THE TASK:
Repeat, line for line, the entries below from the first line to the line containing "Health check endpoint", counting both ends.
===== EXTRACTED ENTRIES =====
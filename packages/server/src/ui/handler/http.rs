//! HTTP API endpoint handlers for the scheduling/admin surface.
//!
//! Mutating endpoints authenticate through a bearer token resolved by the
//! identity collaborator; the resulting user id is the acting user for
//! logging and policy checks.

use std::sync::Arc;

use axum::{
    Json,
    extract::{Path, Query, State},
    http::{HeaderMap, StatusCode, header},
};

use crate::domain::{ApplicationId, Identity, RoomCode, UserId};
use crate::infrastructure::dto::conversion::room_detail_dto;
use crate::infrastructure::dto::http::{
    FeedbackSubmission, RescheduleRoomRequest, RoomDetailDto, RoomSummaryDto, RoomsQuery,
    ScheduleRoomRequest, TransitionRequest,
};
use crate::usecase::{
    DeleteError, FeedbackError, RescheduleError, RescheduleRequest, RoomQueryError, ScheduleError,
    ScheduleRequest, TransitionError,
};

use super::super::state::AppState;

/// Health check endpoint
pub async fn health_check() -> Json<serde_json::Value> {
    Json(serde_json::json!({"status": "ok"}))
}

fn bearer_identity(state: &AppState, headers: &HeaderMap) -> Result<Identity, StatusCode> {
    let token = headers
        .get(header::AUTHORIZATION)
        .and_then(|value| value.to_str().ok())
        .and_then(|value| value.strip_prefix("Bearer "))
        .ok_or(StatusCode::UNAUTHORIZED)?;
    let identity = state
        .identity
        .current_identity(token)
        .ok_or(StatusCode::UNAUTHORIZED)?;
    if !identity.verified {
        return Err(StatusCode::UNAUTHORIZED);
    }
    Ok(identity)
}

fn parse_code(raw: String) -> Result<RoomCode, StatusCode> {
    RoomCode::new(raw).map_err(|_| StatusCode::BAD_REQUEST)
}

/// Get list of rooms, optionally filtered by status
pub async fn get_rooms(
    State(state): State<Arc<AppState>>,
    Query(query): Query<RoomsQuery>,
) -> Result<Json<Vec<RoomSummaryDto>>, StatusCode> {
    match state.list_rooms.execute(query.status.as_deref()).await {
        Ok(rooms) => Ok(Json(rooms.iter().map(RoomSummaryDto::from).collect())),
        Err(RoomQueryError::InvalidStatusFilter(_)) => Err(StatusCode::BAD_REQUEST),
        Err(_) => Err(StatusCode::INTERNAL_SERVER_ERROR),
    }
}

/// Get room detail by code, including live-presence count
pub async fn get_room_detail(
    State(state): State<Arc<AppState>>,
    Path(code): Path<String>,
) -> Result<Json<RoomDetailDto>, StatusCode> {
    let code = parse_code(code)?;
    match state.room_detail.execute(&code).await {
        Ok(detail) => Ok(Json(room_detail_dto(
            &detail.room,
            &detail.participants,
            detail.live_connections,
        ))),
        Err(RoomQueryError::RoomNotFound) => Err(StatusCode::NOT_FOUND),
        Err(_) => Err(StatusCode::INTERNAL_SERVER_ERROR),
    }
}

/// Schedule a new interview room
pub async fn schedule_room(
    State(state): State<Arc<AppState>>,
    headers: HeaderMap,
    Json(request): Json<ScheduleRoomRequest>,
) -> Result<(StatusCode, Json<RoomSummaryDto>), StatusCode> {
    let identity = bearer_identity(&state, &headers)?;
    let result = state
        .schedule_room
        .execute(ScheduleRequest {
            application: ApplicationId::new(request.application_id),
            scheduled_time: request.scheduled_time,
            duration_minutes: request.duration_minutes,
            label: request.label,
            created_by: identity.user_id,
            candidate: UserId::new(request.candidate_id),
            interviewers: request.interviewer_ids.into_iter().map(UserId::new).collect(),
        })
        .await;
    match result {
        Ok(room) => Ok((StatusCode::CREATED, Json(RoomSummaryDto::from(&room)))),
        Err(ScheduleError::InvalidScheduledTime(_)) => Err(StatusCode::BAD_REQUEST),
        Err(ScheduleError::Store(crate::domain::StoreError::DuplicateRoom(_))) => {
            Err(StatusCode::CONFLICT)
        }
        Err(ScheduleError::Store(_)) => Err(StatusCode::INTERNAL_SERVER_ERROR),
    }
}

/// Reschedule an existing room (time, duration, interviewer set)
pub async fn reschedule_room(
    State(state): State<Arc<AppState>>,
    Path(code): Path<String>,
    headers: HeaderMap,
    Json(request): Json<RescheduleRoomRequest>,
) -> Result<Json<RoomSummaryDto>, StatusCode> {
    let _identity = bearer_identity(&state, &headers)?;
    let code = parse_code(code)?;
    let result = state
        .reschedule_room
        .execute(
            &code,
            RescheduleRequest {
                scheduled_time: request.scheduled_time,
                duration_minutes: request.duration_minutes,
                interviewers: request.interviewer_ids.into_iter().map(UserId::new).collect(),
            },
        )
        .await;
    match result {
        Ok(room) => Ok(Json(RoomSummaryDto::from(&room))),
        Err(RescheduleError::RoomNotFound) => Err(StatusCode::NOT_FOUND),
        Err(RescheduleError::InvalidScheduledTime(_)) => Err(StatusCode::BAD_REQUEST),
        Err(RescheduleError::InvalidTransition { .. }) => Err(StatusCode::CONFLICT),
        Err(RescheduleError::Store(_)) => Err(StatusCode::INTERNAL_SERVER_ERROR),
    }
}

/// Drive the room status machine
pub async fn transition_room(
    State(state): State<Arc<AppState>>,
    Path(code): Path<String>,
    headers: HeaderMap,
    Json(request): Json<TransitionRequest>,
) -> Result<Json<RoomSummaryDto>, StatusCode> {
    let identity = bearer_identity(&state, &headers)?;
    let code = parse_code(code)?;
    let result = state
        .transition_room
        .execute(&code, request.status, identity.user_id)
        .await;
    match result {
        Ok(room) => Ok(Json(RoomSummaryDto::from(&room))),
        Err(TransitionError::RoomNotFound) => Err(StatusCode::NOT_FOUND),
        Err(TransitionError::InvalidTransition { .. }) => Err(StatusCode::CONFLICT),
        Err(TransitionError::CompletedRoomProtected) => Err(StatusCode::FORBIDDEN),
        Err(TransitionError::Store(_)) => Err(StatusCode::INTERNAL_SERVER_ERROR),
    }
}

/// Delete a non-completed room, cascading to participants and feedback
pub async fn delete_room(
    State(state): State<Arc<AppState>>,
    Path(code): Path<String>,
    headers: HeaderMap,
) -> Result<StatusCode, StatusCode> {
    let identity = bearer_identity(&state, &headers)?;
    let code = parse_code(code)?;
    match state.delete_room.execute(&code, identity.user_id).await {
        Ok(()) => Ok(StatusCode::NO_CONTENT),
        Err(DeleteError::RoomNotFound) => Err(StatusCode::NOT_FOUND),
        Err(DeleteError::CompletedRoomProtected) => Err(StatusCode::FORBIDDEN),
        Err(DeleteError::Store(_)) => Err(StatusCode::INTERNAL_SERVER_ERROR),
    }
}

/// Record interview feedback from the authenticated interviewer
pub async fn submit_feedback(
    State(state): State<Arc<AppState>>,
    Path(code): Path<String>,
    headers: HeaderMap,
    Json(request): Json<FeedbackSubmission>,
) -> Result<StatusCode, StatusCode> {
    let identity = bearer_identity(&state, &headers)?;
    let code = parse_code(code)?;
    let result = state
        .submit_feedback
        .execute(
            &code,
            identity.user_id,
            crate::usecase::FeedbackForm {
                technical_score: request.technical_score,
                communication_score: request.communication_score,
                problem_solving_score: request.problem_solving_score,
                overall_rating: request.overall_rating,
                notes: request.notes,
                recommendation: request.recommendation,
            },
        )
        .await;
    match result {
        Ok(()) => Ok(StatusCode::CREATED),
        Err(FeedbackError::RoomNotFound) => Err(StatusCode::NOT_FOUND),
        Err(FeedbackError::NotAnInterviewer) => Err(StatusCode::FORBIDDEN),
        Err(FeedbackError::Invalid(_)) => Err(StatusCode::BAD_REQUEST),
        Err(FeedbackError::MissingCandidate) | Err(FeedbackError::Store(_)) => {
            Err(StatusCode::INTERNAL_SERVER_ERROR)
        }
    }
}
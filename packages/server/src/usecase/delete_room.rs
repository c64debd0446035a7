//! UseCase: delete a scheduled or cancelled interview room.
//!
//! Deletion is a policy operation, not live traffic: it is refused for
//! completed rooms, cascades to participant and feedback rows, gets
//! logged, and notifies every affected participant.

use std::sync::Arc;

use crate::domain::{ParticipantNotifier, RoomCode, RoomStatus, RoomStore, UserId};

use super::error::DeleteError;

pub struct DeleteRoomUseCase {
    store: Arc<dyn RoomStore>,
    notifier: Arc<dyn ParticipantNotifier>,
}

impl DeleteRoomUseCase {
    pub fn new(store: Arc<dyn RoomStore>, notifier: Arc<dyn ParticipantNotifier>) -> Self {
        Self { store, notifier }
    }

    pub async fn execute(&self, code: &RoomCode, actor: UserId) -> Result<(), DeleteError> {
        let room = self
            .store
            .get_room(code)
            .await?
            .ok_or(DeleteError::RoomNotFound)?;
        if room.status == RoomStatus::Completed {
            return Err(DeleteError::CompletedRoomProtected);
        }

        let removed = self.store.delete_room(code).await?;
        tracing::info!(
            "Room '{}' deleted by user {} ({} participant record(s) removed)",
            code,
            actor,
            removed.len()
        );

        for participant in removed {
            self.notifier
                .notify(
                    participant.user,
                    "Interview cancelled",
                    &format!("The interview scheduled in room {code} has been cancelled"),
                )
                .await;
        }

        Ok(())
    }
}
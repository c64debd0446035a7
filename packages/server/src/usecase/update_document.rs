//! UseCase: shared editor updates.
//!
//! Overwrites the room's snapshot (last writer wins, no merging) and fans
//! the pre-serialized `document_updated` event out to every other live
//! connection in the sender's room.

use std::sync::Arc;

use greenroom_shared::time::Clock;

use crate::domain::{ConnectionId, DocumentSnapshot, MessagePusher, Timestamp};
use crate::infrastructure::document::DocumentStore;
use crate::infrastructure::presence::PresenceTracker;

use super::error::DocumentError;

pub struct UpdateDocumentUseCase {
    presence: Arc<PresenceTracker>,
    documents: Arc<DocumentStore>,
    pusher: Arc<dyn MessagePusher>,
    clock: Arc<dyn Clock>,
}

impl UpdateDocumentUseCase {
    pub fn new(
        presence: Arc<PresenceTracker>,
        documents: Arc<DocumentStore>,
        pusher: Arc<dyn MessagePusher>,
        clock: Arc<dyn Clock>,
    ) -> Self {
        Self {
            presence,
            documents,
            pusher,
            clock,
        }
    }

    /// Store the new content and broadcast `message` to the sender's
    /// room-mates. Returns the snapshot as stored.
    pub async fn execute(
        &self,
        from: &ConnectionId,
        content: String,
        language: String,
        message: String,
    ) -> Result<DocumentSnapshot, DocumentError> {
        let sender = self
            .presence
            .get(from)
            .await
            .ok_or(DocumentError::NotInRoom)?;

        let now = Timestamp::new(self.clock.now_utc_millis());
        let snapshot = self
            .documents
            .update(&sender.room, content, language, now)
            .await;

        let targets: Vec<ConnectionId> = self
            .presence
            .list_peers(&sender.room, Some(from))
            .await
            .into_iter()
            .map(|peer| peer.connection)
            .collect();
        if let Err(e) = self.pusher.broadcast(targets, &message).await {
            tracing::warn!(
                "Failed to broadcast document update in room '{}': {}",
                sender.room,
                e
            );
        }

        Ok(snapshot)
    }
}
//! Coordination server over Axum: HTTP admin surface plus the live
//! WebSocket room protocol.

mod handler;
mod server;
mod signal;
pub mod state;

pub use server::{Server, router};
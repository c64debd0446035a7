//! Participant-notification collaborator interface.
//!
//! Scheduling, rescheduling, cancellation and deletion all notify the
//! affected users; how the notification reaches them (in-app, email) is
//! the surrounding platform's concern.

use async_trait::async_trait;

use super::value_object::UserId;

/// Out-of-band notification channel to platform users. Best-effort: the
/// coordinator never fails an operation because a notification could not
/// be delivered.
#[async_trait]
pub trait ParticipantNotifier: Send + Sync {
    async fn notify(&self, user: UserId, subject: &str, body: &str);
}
=====
ANSWER FOR THIS EXERCISE:
filename packages/server/src/ui/handler/http.rs
//! HTTP API endpoint handlers for the scheduling/admin surface.
//!
//! Mutating endpoints authenticate through a bearer token resolved by the
//! identity collaborator; the resulting user id is the acting user for
//! logging and policy checks.

use std::sync::Arc;

use axum::{
    Json,
    extract::{Path, Query, State},
    http::{HeaderMap, StatusCode, header},
};

use crate::domain::{ApplicationId, Identity, RoomCode, UserId};
use crate::infrastructure::dto::conversion::room_detail_dto;
use crate::infrastructure::dto::http::{
    FeedbackSubmission, RescheduleRoomRequest, RoomDetailDto, RoomSummaryDto, RoomsQuery,
    ScheduleRoomRequest, TransitionRequest,
};
use crate::usecase::{
    DeleteError, FeedbackError, RescheduleError, RescheduleRequest, RoomQueryError, ScheduleError,
    ScheduleRequest, TransitionError,
};

use super::super::state::AppState;

/// Health check endpoint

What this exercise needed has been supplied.